- REQUIREMENT: Among the lines below, a stretch begins at the one with "list head or" and ends at the one with "used in diagnostics.". Repeat that stretch exactly, ends included.

- MATERIAL FOR THE TASK:
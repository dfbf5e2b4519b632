use colored::Color;

/// Colours used by the reporters. Passed in at construction.
#[derive(Debug, Clone, Copy, PartialEq)]
pub struct Theme {
    pub handle: Color,
    pub success: Color,
    pub failure: Color,
    pub ambiguous: Color,
    pub accent: Color,
    pub separator: Color,
    pub text: Color,
}

impl Default for Theme {
    fn default() -> Self {
        Self {
            handle: Color::BrightCyan,
            success: Color::BrightGreen,
            failure: Color::BrightRed,
            ambiguous: Color::BrightYellow,
            accent: Color::BrightMagenta,
            separator: Color::BrightBlack,
            text: Color::White,
        }
    }
}
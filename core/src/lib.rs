//! # Glizzy Core
//!
//! The sweep engine. Resolves which handles to target, generates payloads,
//! drives writes and reads through a [`transport::Transport`], classifies each
//! outcome and folds the results into a per-handle summary.
//!
//! The engine never talks to the Bluetooth stack or the terminal directly:
//! both sit behind the [`transport::Transport`] and [`reporter::Reporter`] traits.

pub mod cancel;
pub mod executor;
pub mod payload;
pub mod reporter;
pub mod resolver;
pub mod results;
pub mod sweep;
pub mod transport;
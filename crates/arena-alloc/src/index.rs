//! The seam between the generic [`Arena`](crate::arena::Arena) and the three
//! ways of tracking free space.

use alloc::vec::Vec;

use crate::{
    error::AllocError,
    fit::FitMode,
    heap::{Heap, align_word},
};

/// One entry of an arena's block map.
#[derive(Debug, Clone, Copy, PartialEq, Eq, Hash)]
pub struct BlockInfo {
    /// Heap offset of the first header byte.
    pub offset: usize,
    /// Size of the block, header included.
    pub size: usize,
    pub occupied: bool,
}

impl BlockInfo {
    pub(crate) fn free(offset: usize, size: usize) -> Self {
        Self {
            offset,
            size,
            occupied: false,
        }
    }

    pub(crate) fn occupied(offset: usize, size: usize) -> Self {
        Self {
            offset,
            size,
            occupied: true,
        }
    }

    /// Heap offset one past the last byte of the block.
    #[must_use]
    pub fn end(&self) -> usize {
        self.offset + self.size
    }
}

/// Free-space bookkeeping stored in the arena header.
///
/// Implementors are the strategy-specific part of the header (a list head or
/// a tree root) and keep all other state inside the heap blocks themselves.
/// Every method runs with the arena mutex held.
pub trait FreeSpaceIndex: Sized + Send + 'static {
    /// Human readable strategy name used in diagnostics.
    const NAME: &'static str;

    /// Header bytes in front of the payload of an occupied block.
    const OCCUPIED_HEADER: usize;

    /// Smallest block the strategy can represent.
    ///
    /// A split leaves a remainder only if it is at least this large.
    const MIN_BLOCK: usize;

    /// Whether zero-sized requests are answered with a null pointer.
    const NULL_ON_ZERO: bool = false;

    /// A free span chosen by [`find_fit`](Self::find_fit).
    type Candidate: Copy;

    /// Sets up an empty heap and returns the header state describing it.
    fn init(heap: Heap) -> Self;

    /// Searches for a free span of at least `needed` bytes.
    fn find_fit(&self, heap: Heap, mode: FitMode, needed: usize) -> Option<Self::Candidate>;

    /// Turns `candidate` into an occupied block of at least `needed` bytes and
    /// returns its heap offset.
    fn occupy(&mut self, heap: Heap, candidate: Self::Candidate, needed: usize) -> usize;

    /// Frees the occupied block at `block`, merging it with free neighbours.
    ///
    /// Returns the size of the resulting free span.
    fn release(&mut self, heap: Heap, block: usize) -> Result<usize, AllocError>;

    /// Lists every block in address order.
    fn blocks(&self, heap: Heap) -> Result<Vec<BlockInfo>, AllocError>;

    /// Block size needed to serve a payload of `size` bytes.
    fn block_size(size: usize) -> Option<usize> {
        align_word(size)?
            .checked_add(Self::OCCUPIED_HEADER)
            .map(|needed| needed.max(Self::MIN_BLOCK))
    }
}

- ANSWER TO THIS EXERCISE:
/// Implementors are the strategy-specific part of the header (a list head or
/// a tree root) and keep all other state inside the heap blocks themselves.
/// Every method runs with the arena mutex held.
pub trait FreeSpaceIndex: Sized + Send + 'static {
    /// Human readable strategy name used in diagnostics.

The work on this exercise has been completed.